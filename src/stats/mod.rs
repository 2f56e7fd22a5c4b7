//! Stats module - grouped counts and code tables

mod aggregator;
mod codes;

pub use aggregator::{
    AggregateError, Aggregator, CountRow, CountTable, CrossTab, Density, Metrics, Period,
    AGE_BINS,
};
pub use codes::{ethnicity_label, UNKNOWN};
//! Content and location fingerprints for incident deduplication.
//!
//! The canonical forms here are mirrored by the database validation trigger
//! (`migrations/0002_validation.sql`); a change on either side must be made
//! on both. Coordinates are rounded to 3 decimal places (~110 m cells), the
//! occurred-at date is the UTC calendar date, and fields are joined with `|`.

use crate::types::AssetType;
use chrono::{DateTime, Utc};

/// Lowercase the title and strip everything but ASCII alphanumerics and
/// spaces, then collapse space runs. Strip means delete: punctuation leaves
/// no gap behind, matching the trigger's `regexp_replace` chain.
pub fn normalize_title(title: &str) -> String {
    let stripped: String = title
        .to_lowercase()
        .chars()
        .filter(|c| c.is_ascii_alphanumeric() || *c == ' ')
        .collect();
    stripped.split_whitespace().collect::<Vec<_>>().join(" ")
}

/// 16-hex-char spatial equivalence key over rounded coordinates and asset
/// type. Two reports in the same ~110 m cell at the same asset share a key.
pub fn location_hash(lon: f64, lat: f64, asset_type: AssetType) -> String {
    let digest = md5::compute(format!("{lon:.3}|{lat:.3}|{asset_type}"));
    format!("{digest:x}")[..16].to_string()
}

/// Primary duplicate barrier: 32-hex-char digest over the UTC date of the
/// incident, rounded coordinates, normalized title, and asset type.
pub fn content_hash(
    occurred_at: DateTime<Utc>,
    lon: f64,
    lat: f64,
    normalized_title: &str,
    asset_type: AssetType,
) -> String {
    let date = occurred_at.format("%Y-%m-%d");
    let digest = md5::compute(format!(
        "{date}|{lon:.3}|{lat:.3}|{normalized_title}|{asset_type}"
    ));
    format!("{digest:x}")
}

/// Scraper-cache fingerprint of a processed raw report. Keyed on the source
/// URL plus the raw title so a re-published article with an edited headline
/// is processed again.
pub fn report_fingerprint(source_url: &str, title: &str) -> String {
    let digest = md5::compute(format!("{source_url}|{title}"));
    format!("{digest:x}")
}

#[cfg(test)]
mod tests {
    use super::*;
    use chrono::TimeZone;

    #[test]
    fn normalize_strips_punctuation_and_case() {
        assert_eq!(
            normalize_title("Droner over Aalborg Lufthavn"),
            "droner over aalborg lufthavn"
        );
        assert_eq!(
            normalize_title("Drone sighting at Kastrup!!"),
            "drone sighting at kastrup"
        );
        assert_eq!(normalize_title("  A  --  B  "), "a b");
    }

    #[test]
    fn normalize_drops_non_ascii_letters() {
        // Danish letters fall outside the a-z0-9 alphabet on both the Rust
        // and the SQL side; they are deleted, not replaced.
        assert_eq!(normalize_title("Dron\u{e9}r p\u{e5} Bornholm"), "dronr p bornholm");
    }

    #[test]
    fn content_hash_is_pinned() {
        let occurred = Utc.with_ymd_and_hms(2025, 9, 24, 2, 30, 0).unwrap();
        let hash = content_hash(
            occurred,
            9.849,
            57.093,
            "droner over aalborg lufthavn",
            AssetType::Airport,
        );
        assert_eq!(hash, "92c529e5ca52754f58f1ccd6d17db466");
    }

    #[test]
    fn content_hash_ignores_time_of_day_within_a_date() {
        let morning = Utc.with_ymd_and_hms(2025, 9, 24, 2, 30, 0).unwrap();
        let evening = Utc.with_ymd_and_hms(2025, 9, 24, 22, 5, 0).unwrap();
        let a = content_hash(morning, 9.849, 57.093, "droner", AssetType::Airport);
        let b = content_hash(evening, 9.849, 57.093, "droner", AssetType::Airport);
        assert_eq!(a, b);
    }

    #[test]
    fn content_hash_varies_with_rounded_coords() {
        let occurred = Utc.with_ymd_and_hms(2025, 9, 24, 2, 30, 0).unwrap();
        let a = content_hash(occurred, 9.849, 57.093, "droner", AssetType::Airport);
        // 4th decimal only — rounds to the same cell
        let b = content_hash(occurred, 9.8492, 57.0931, "droner", AssetType::Airport);
        // 3rd decimal — different cell
        let c = content_hash(occurred, 9.851, 57.093, "droner", AssetType::Airport);
        assert_eq!(a, b);
        assert_ne!(a, c);
    }

    #[test]
    fn content_hash_handles_negative_longitudes() {
        let occurred = Utc.with_ymd_and_hms(2025, 9, 24, 12, 0, 0).unwrap();
        let hash = content_hash(occurred, -9.135, 38.774, "drone incident", AssetType::Airport);
        assert_eq!(hash, "b465515120363304ce1e8a2ba3c03bf5");
    }

    #[test]
    fn location_hash_is_16_hex_chars() {
        let hash = location_hash(9.849, 57.093, AssetType::Airport);
        assert_eq!(hash, "45158b448aed42e8");
        assert_eq!(hash.len(), 16);
        assert!(hash.chars().all(|c| c.is_ascii_hexdigit()));
    }

    #[test]
    fn report_fingerprint_is_stable() {
        let fp = report_fingerprint("https://politi.dk/x", "Droner over Aalborg Lufthavn");
        assert_eq!(fp, "6706818cd85f41a4b782c93af904218f");
        assert_eq!(
            fp,
            report_fingerprint("https://politi.dk/x", "Droner over Aalborg Lufthavn")
        );
    }
}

□ □ □ □ □

### Problem details
Starting at the top, retype every line of the material above exactly.

### Answer section
filename src/stats/mod.rs
repository 2f56e7fd22a5c4b7
//! Stats module - grouped counts and code tables

mod aggregator;
mod codes;

pub use aggregator::{
    AggregateError, Aggregator, CountRow, CountTable, CrossTab, Density, Metrics, Period,
    AGE_BINS,
};
pub use codes::{ethnicity_label, UNKNOWN};
//! Content and location fingerprints for incident deduplication.
//!
//! The canonical forms here are mirrored by the database validation trigger
//! (`migrations/0002_validation.sql`); a change on either side must be made
//! on both. Coordinates are rounded to 3 decimal places (~110 m cells), the
//! occurred-at date is the UTC calendar date, and fields are joined with `|`.

use crate::types::AssetType;
use chrono::{DateTime, Utc};

/// Lowercase the title and strip everything but ASCII alphanumerics and
/// spaces, then collapse space runs. Strip means delete: punctuation leaves
/// no gap behind, matching the trigger's `regexp_replace` chain.
pub fn normalize_title(title: &str) -> String {
    let stripped: String = title
        .to_lowercase()
        .chars()
        .filter(|c| c.is_ascii_alphanumeric() || *c == ' ')
        .collect();
    stripped.split_whitespace().collect::<Vec<_>>().join(" ")
}

/// 16-hex-char spatial equivalence key over rounded coordinates and asset
/// type. Two reports in the same ~110 m cell at the same asset share a key.
pub fn location_hash(lon: f64, lat: f64, asset_type: AssetType) -> String {
    let digest = md5::compute(format!("{lon:.3}|{lat:.3}|{asset_type}"));
    format!("{digest:x}")[..16].to_string()
}

/// Primary duplicate barrier: 32-hex-char digest over the UTC date of the
/// incident, rounded coordinates, normalized title, and asset type.
pub fn content_hash(
    occurred_at: DateTime<Utc>,
    lon: f64,
    lat: f64,
    normalized_title: &str,
    asset_type: AssetType,
) -> String {
    let date = occurred_at.format("%Y-%m-%d");
    let digest = md5::compute(format!(
        "{date}|{lon:.3}|{lat:.3}|{normalized_title}|{asset_type}"
    ));
    format!("{digest:x}")
}

/// Scraper-cache fingerprint of a processed raw report. Keyed on the source
/// URL plus the raw title so a re-published article with an edited headline
/// is processed again.
pub fn report_fingerprint(source_url: &str, title: &str) -> String {
    let digest = md5::compute(format!("{source_url}|{title}"));
    format!("{digest:x}")
}

#[cfg(test)]
mod tests {
    use super::*;
    use chrono::TimeZone;

    #[test]
    fn normalize_strips_punctuation_and_case() {
        assert_eq!(
            normalize_title("Droner over Aalborg Lufthavn"),
            "droner over aalborg lufthavn"
        );
        assert_eq!(
            normalize_title("Drone sighting at Kastrup!!"),
            "drone sighting at kastrup"
        );
        assert_eq!(normalize_title("  A  --  B  "), "a b");
    }

    #[test]
    fn normalize_drops_non_ascii_letters() {
        // Danish letters fall outside the a-z0-9 alphabet on both the Rust
        // and the SQL side; they are deleted, not replaced.
        assert_eq!(normalize_title("Dron\u{e9}r p\u{e5} Bornholm"), "dronr p bornholm");
    }

    #[test]
    fn content_hash_is_pinned() {
        let occurred = Utc.with_ymd_and_hms(2025, 9, 24, 2, 30, 0).unwrap();
        let hash = content_hash(
            occurred,
            9.849,
            57.093,
            "droner over aalborg lufthavn",
            AssetType::Airport,
        );
        assert_eq!(hash, "92c529e5ca52754f58f1ccd6d17db466");
    }

    #[test]
    fn content_hash_ignores_time_of_day_within_a_date() {
        let morning = Utc.with_ymd_and_hms(2025, 9, 24, 2, 30, 0).unwrap();
        let evening = Utc.with_ymd_and_hms(2025, 9, 24, 22, 5, 0).unwrap();
        let a = content_hash(morning, 9.849, 57.093, "droner", AssetType::Airport);
        let b = content_hash(evening, 9.849, 57.093, "droner", AssetType::Airport);
        assert_eq!(a, b);
    }

    #[test]
    fn content_hash_varies_with_rounded_coords() {
        let occurred = Utc.with_ymd_and_hms(2025, 9, 24, 2, 30, 0).unwrap();
        let a = content_hash(occurred, 9.849, 57.093, "droner", AssetType::Airport);
        // 4th decimal only — rounds to the same cell
        let b = content_hash(occurred, 9.8492, 57.0931, "droner", AssetType::Airport);
        // 3rd decimal — different cell
        let c = content_hash(occurred, 9.851, 57.093, "droner", AssetType::Airport);
        assert_eq!(a, b);
        assert_ne!(a, c);
    }

    #[test]
    fn content_hash_handles_negative_longitudes() {
        let occurred = Utc.with_ymd_and_hms(2025, 9, 24, 12, 0, 0).unwrap();
        let hash = content_hash(occurred, -9.135, 38.774, "drone incident", AssetType::Airport);
        assert_eq!(hash, "b465515120363304ce1e8a2ba3c03bf5");
    }

    #[test]
    fn location_hash_is_16_hex_chars() {
        let hash = location_hash(9.849, 57.093, AssetType::Airport);
        assert_eq!(hash, "45158b448aed42e8");
        assert_eq!(hash.len(), 16);
        assert!(hash.chars().all(|c| c.is_ascii_hexdigit()));
    }

    #[test]
    fn report_fingerprint_is_stable() {
        let fp = report_fingerprint("https://politi.dk/x", "Droner over Aalborg Lufthavn");
        assert_eq!(fp, "6706818cd85f41a4b782c93af904218f");
        assert_eq!(
            fp,
            report_fingerprint("https://politi.dk/x", "Droner over Aalborg Lufthavn")
        );
    }
}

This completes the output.